Exercise objective –
Copy every line of the entries that includes the word "SpeechEngine".

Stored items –

Start of Block

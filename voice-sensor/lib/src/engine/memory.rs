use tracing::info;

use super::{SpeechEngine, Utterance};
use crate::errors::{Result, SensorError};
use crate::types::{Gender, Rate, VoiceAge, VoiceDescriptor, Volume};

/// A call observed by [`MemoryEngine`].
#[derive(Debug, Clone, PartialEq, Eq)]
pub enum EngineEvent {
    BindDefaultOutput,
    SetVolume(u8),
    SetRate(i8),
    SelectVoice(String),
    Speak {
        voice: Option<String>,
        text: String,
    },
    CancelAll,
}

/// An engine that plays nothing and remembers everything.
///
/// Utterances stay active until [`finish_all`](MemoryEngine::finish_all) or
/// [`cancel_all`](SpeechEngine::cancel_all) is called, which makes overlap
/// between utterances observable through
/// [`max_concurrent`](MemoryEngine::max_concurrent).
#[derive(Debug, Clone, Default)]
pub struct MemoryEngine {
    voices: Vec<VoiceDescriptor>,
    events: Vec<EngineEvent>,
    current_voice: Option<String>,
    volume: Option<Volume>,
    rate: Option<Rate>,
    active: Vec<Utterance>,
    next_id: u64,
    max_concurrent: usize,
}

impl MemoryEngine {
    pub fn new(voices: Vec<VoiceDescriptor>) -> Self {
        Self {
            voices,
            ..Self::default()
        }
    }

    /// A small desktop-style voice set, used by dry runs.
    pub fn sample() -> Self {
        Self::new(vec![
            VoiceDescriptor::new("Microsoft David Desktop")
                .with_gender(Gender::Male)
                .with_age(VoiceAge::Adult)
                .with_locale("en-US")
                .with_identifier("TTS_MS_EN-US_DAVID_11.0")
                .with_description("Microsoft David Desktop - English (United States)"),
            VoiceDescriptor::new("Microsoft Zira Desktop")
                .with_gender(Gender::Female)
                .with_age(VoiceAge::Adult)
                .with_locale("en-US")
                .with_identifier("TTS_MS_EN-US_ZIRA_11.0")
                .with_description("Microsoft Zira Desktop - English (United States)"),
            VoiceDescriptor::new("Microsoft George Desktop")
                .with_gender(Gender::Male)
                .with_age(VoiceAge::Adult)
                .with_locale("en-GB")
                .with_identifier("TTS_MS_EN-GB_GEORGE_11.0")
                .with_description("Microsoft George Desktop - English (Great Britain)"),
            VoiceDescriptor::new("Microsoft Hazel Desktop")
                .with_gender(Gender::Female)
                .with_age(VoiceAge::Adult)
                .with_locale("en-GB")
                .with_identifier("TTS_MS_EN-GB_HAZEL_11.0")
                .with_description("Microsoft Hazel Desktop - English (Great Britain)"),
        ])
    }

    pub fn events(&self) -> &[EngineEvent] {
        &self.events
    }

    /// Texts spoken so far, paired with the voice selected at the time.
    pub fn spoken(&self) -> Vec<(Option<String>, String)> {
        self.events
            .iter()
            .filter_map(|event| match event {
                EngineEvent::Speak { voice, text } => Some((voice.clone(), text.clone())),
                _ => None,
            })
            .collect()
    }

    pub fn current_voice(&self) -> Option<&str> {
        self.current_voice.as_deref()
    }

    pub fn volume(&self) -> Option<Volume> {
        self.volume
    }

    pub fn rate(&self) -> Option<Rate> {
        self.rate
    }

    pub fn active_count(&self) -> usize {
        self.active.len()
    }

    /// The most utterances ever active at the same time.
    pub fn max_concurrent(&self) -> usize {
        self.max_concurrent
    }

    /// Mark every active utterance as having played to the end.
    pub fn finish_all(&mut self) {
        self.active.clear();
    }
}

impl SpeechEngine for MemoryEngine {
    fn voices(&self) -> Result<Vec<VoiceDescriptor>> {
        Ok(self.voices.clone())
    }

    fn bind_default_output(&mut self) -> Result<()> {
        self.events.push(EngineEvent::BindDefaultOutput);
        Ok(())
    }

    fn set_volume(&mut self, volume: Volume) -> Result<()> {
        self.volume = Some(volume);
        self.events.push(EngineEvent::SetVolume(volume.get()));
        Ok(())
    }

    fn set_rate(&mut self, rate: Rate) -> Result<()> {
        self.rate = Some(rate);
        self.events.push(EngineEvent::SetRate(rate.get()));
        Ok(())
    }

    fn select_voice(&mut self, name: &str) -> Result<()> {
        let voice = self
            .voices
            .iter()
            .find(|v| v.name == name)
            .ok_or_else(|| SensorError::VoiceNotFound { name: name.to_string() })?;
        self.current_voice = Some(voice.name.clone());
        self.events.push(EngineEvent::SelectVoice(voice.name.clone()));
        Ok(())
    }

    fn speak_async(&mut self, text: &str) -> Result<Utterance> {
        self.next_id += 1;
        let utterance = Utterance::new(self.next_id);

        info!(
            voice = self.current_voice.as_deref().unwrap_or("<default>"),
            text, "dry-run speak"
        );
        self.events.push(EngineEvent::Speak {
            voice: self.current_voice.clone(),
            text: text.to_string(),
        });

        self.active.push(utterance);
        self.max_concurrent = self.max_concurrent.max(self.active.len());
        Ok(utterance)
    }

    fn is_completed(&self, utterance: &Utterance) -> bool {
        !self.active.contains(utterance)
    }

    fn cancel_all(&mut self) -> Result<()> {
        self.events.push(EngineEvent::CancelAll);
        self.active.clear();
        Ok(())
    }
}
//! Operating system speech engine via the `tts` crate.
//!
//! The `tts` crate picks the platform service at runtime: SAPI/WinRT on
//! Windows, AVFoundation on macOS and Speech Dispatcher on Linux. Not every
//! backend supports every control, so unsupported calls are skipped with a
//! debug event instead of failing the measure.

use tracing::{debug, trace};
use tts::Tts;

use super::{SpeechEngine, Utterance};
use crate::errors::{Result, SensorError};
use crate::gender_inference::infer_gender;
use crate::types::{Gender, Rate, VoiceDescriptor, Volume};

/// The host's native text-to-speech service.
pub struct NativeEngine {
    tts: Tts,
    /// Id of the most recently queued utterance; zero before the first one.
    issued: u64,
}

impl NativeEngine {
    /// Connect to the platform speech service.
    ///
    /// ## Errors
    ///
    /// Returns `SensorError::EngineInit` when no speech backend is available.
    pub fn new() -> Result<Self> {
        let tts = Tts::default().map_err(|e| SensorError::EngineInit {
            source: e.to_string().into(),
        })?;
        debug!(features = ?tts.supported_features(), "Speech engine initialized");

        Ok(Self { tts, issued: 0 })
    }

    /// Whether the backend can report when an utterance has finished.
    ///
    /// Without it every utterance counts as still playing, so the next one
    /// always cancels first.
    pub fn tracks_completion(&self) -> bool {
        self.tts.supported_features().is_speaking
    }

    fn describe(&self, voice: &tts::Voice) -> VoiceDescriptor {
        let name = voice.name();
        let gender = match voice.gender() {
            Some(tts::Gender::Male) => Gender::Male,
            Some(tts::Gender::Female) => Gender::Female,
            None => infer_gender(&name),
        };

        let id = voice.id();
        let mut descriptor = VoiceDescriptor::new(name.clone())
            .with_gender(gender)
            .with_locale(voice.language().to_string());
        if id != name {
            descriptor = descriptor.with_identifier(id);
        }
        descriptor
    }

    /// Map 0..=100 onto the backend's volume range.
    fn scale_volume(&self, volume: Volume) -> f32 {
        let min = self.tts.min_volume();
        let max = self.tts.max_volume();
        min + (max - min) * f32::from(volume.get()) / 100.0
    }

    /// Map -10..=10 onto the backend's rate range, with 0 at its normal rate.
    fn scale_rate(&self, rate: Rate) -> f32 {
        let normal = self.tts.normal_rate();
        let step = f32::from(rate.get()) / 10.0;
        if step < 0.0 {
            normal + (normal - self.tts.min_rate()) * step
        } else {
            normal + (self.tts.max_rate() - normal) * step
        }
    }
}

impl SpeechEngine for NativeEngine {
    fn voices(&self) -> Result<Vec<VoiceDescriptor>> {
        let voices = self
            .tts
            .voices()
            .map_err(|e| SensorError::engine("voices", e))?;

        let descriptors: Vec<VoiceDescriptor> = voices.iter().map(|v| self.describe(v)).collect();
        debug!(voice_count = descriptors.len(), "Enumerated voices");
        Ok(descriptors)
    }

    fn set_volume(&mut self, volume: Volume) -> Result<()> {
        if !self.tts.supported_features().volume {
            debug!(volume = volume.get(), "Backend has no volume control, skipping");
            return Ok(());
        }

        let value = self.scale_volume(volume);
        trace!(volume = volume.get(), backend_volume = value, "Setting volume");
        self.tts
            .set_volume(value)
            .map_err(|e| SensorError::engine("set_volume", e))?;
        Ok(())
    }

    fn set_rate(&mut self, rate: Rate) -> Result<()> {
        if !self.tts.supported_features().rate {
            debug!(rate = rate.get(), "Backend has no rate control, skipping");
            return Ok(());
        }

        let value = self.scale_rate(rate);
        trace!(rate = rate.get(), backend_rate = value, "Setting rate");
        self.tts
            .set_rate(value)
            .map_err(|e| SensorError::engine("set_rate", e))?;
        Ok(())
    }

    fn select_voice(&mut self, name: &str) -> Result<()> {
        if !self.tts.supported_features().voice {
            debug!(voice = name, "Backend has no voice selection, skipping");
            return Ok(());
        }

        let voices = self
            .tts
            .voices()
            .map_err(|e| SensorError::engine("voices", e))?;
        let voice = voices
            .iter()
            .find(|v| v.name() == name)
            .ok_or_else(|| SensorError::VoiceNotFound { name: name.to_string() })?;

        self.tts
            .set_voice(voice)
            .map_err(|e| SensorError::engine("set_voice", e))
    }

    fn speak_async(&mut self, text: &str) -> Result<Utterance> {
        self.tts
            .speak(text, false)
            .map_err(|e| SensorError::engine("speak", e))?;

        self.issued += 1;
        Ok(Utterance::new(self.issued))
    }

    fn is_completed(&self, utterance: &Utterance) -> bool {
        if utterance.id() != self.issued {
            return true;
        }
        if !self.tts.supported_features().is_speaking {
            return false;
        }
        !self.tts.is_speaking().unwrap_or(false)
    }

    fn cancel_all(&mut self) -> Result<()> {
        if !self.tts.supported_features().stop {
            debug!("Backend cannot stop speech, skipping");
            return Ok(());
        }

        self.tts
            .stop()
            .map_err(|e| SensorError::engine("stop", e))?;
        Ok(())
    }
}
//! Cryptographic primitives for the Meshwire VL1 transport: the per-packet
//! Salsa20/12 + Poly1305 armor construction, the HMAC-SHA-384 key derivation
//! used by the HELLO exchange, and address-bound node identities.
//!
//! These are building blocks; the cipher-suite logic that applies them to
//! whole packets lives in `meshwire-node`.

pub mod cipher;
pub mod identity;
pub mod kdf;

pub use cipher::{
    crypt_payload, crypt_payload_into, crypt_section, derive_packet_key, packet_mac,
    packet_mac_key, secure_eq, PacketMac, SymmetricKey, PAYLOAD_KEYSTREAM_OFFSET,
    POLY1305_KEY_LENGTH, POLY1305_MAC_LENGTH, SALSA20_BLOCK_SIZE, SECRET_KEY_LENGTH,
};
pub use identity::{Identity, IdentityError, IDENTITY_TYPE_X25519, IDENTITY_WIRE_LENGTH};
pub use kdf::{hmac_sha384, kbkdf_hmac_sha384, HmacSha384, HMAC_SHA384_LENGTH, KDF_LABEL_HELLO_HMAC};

End of Block

Answer to the problem –
use super::{SpeechEngine, Utterance};
/// [`cancel_all`](SpeechEngine::cancel_all) is called, which makes overlap
impl SpeechEngine for MemoryEngine {
use super::{SpeechEngine, Utterance};
impl SpeechEngine for NativeEngine {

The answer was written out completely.